What this task involves:
When a line below contains the word "bind", copy that line.

◇ ◇ ◇ ◇ ◇ ◇ ◇

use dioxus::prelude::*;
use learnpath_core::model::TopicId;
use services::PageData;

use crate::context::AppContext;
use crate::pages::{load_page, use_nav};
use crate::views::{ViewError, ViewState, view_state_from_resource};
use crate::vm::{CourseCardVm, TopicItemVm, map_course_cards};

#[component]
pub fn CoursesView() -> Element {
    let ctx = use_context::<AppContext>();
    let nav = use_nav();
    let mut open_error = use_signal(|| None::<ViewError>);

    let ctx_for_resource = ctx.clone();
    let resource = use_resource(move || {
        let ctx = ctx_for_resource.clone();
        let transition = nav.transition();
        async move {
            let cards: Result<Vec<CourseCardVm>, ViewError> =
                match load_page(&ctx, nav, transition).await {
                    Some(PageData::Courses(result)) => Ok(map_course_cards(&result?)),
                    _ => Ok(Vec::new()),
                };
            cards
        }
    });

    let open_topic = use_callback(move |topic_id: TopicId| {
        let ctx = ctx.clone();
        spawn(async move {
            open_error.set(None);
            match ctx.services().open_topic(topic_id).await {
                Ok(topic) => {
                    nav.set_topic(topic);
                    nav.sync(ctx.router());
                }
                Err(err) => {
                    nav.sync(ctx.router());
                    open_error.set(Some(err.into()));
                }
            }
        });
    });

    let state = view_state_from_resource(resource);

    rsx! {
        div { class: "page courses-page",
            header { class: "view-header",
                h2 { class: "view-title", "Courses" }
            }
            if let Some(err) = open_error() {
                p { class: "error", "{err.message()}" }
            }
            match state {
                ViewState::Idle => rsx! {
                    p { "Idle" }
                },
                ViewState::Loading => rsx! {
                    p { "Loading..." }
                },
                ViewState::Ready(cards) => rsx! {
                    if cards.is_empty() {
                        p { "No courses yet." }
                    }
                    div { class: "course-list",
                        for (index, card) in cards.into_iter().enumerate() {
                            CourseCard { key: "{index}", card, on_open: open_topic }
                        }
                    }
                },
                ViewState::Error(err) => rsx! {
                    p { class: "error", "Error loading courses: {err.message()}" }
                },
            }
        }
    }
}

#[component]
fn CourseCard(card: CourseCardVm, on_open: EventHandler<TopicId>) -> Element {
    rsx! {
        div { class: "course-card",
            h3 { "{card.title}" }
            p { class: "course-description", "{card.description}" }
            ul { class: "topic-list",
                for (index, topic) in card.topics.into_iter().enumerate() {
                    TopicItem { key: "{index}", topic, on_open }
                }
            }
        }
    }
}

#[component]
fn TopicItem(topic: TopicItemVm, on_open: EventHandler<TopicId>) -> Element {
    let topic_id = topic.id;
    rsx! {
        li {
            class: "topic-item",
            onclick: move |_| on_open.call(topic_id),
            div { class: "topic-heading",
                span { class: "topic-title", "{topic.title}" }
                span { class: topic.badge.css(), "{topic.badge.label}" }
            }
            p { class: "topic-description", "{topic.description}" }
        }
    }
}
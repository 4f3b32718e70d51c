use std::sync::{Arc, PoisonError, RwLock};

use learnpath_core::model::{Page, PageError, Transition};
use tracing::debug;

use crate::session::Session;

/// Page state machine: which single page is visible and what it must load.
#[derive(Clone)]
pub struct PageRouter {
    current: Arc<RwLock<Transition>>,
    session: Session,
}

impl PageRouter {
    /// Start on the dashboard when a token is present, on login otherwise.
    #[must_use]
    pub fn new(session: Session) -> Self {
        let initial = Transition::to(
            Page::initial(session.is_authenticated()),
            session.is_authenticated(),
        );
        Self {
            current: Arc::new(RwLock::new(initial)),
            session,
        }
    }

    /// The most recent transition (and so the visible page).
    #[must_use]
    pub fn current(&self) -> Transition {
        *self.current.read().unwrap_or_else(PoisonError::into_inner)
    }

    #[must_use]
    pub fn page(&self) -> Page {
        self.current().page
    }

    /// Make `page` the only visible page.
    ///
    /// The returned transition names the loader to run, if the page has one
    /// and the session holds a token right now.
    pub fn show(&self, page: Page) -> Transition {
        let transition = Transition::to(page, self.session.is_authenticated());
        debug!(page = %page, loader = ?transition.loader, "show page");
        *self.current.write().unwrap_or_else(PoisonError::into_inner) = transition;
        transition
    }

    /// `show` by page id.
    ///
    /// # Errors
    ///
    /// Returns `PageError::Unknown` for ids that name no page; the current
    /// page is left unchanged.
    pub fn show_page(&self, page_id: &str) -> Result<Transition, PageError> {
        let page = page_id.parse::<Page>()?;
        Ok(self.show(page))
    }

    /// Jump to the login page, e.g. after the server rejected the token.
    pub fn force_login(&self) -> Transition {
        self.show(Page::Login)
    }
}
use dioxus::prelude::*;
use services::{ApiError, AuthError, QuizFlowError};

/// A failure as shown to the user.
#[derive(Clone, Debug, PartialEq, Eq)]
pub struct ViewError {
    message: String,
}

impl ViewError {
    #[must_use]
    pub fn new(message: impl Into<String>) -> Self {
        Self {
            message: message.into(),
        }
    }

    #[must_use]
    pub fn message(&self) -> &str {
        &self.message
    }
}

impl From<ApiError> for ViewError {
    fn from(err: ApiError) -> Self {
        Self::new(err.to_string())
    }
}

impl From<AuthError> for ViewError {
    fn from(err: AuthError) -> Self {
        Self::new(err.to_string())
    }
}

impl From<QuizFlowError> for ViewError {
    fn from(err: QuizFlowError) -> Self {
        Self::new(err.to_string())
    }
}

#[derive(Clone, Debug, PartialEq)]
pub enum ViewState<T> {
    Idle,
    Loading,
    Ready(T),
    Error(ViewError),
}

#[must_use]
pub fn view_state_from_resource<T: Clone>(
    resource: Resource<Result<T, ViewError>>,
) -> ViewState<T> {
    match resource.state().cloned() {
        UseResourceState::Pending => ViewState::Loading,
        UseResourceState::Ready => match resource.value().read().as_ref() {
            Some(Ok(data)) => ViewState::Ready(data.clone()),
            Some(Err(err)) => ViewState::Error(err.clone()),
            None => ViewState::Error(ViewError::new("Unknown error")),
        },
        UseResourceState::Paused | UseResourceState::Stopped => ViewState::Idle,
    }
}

◇ ◇ ◇ ◇ ◇ ◇ ◇

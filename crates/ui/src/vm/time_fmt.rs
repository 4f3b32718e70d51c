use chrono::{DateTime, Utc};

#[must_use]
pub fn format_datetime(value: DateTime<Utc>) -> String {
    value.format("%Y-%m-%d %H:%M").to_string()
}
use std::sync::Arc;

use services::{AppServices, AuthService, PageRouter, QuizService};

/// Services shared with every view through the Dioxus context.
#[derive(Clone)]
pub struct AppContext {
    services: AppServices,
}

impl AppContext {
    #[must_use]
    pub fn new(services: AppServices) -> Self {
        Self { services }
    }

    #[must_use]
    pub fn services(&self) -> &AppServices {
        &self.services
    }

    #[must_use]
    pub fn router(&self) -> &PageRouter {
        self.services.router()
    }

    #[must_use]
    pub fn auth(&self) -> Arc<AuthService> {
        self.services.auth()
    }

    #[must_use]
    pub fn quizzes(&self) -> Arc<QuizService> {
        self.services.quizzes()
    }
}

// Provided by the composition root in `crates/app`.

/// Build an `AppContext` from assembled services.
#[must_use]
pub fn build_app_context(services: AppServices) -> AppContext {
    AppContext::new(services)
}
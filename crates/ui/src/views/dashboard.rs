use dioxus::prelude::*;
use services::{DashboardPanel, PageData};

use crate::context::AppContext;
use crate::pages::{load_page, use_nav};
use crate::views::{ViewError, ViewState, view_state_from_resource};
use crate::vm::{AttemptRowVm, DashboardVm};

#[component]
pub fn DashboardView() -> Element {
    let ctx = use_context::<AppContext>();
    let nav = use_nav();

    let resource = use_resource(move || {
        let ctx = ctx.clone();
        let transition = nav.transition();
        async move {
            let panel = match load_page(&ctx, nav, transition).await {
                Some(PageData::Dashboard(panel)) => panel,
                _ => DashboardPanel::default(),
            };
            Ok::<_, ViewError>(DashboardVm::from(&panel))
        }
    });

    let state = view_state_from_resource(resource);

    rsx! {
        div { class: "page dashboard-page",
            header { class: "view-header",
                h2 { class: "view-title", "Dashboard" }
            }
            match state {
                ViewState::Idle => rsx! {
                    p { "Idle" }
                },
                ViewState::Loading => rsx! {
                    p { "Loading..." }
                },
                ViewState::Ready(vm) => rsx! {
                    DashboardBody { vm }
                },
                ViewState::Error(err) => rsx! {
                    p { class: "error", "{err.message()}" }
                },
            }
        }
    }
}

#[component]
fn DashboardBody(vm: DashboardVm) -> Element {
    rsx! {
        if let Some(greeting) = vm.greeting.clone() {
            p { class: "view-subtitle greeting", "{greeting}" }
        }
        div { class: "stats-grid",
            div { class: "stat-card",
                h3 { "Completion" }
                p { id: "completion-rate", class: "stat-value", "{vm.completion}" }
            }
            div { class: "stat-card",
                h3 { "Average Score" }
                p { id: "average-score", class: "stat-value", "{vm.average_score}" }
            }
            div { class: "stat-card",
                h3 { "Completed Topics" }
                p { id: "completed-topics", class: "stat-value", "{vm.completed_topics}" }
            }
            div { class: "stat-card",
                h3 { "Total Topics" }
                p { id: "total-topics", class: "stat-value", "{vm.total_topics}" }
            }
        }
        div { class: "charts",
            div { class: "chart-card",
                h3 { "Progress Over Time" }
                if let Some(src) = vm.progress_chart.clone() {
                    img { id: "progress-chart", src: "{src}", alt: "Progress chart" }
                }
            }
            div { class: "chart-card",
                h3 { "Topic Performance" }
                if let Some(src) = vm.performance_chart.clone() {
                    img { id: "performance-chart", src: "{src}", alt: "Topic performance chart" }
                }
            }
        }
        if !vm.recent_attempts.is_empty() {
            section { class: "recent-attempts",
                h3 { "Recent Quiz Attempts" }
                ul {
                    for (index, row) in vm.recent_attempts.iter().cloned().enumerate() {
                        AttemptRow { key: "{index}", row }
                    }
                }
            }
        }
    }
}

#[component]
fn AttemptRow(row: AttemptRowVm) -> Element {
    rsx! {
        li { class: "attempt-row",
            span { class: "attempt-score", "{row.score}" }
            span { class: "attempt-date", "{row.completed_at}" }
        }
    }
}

◇ ◇ ◇ ◇ ◇ ◇ ◇

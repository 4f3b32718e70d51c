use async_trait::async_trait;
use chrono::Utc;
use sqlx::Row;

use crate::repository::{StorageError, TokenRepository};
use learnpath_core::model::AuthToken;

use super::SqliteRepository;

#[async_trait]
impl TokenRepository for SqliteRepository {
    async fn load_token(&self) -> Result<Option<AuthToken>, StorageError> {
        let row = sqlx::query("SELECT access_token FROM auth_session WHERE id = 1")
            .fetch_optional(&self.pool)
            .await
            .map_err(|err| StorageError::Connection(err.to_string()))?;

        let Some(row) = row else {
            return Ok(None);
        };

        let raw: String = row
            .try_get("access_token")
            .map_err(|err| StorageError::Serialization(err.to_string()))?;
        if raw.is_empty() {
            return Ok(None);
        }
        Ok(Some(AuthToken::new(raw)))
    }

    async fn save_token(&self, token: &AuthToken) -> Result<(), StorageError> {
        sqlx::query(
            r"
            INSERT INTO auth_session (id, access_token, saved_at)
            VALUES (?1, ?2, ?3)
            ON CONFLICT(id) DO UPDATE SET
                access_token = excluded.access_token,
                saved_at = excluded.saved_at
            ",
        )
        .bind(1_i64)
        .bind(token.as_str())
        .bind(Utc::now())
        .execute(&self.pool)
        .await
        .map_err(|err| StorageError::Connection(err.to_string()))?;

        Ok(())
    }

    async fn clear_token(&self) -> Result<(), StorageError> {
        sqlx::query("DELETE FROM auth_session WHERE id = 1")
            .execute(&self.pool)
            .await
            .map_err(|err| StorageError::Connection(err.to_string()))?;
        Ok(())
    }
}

◇ ◇ ◇ ◇ ◇ ◇ ◇

The answer:
        .bind(1_i64)
        .bind(token.as_str())
        .bind(Utc::now())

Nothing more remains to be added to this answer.